**Task item**
Write the data below out again, with each line matching the original.

**Source material**
//! ImageStream 同期のエラー型
//!
//! 各ステージ（コンテキスト解決・接続・存在確認・作成・インポート）の失敗は
//! [`SyncError`] で表現し、プラグイン境界で [`PluginExecutionFailed`] に
//! 正規化してホストへ返します。

use crate::platform::PlatformError;
use thiserror::Error;

/// 同期処理の各ステージで発生するエラー
#[derive(Debug, Error)]
pub enum SyncError {
    #[error("Build context is unavailable: ${key} is not set")]
    ContextUnavailable { key: String },

    #[error("Build context is not valid JSON: {0}")]
    ContextMalformed(#[from] serde_json::Error),

    #[error("Could not connect to the platform: {source}")]
    PlatformConnect {
        #[source]
        source: PlatformError,
    },

    #[error("Failed to look up ImageStream '{name}': {source}")]
    PlatformLookup {
        name: String,
        #[source]
        source: PlatformError,
    },

    #[error("Failed to create ImageStream '{name}': {source}")]
    PlatformCreate {
        name: String,
        #[source]
        source: PlatformError,
    },

    #[error("Failed to import tags for ImageStream '{name}': {source}")]
    PlatformImport {
        name: String,
        #[source]
        source: PlatformError,
    },
}

impl SyncError {
    /// プラットフォームへの呼び出しを始める前に失敗したかどうか
    pub fn is_precondition(&self) -> bool {
        matches!(
            self,
            SyncError::ContextUnavailable { .. }
                | SyncError::ContextMalformed(_)
                | SyncError::PlatformConnect { .. }
        )
    }
}

/// プラグイン実行失敗
///
/// どのステージで失敗してもホストから見える形はこの一つだけです。
#[derive(Debug, Error)]
#[error("Plugin '{plugin}' failed: {cause}")]
pub struct PluginExecutionFailed {
    pub plugin: String,
    #[source]
    pub cause: SyncError,
}

impl PluginExecutionFailed {
    pub fn new(plugin: impl Into<String>, cause: SyncError) -> Self {
        Self {
            plugin: plugin.into(),
            cause,
        }
    }
}

/// プラグイン設定のエラー
#[derive(Debug, Error)]
pub enum ConfigError {
    #[error("Required plugin option '{0}' is missing or empty")]
    MissingField(&'static str),

    #[error("Invalid plugin arguments: {0}")]
    InvalidArgs(#[from] serde_json::Error),
}

pub type Result<T> = std::result::Result<T, SyncError>;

**Output for this exercise**
//! ImageStream 同期のエラー型
//!
//! 各ステージ（コンテキスト解決・接続・存在確認・作成・インポート）の失敗は
//! [`SyncError`] で表現し、プラグイン境界で [`PluginExecutionFailed`] に
//! 正規化してホストへ返します。

use crate::platform::PlatformError;
use thiserror::Error;

/// 同期処理の各ステージで発生するエラー
#[derive(Debug, Error)]
pub enum SyncError {
    #[error("Build context is unavailable: ${key} is not set")]
    ContextUnavailable { key: String },

    #[error("Build context is not valid JSON: {0}")]
    ContextMalformed(#[from] serde_json::Error),

    #[error("Could not connect to the platform: {source}")]
    PlatformConnect {
        #[source]
        source: PlatformError,
    },

    #[error("Failed to look up ImageStream '{name}': {source}")]
    PlatformLookup {
        name: String,
        #[source]
        source: PlatformError,
    },

    #[error("Failed to create ImageStream '{name}': {source}")]
    PlatformCreate {
        name: String,
        #[source]
        source: PlatformError,
    },

    #[error("Failed to import tags for ImageStream '{name}': {source}")]
    PlatformImport {
        name: String,
        #[source]
        source: PlatformError,
    },
}

impl SyncError {
    /// プラットフォームへの呼び出しを始める前に失敗したかどうか
    pub fn is_precondition(&self) -> bool {
        matches!(
            self,
            SyncError::ContextUnavailable { .. }
                | SyncError::ContextMalformed(_)
                | SyncError::PlatformConnect { .. }
        )
    }
}

/// プラグイン実行失敗
///
/// どのステージで失敗してもホストから見える形はこの一つだけです。
#[derive(Debug, Error)]
#[error("Plugin '{plugin}' failed: {cause}")]
pub struct PluginExecutionFailed {
    pub plugin: String,
    #[source]
    pub cause: SyncError,
}

impl PluginExecutionFailed {
    pub fn new(plugin: impl Into<String>, cause: SyncError) -> Self {
        Self {
            plugin: plugin.into(),
            cause,
        }
    }
}

/// プラグイン設定のエラー
#[derive(Debug, Error)]
pub enum ConfigError {
    #[error("Required plugin option '{0}' is missing or empty")]
    MissingField(&'static str),

    #[error("Invalid plugin arguments: {0}")]
    InvalidArgs(#[from] serde_json::Error),
}

pub type Result<T> = std::result::Result<T, SyncError>;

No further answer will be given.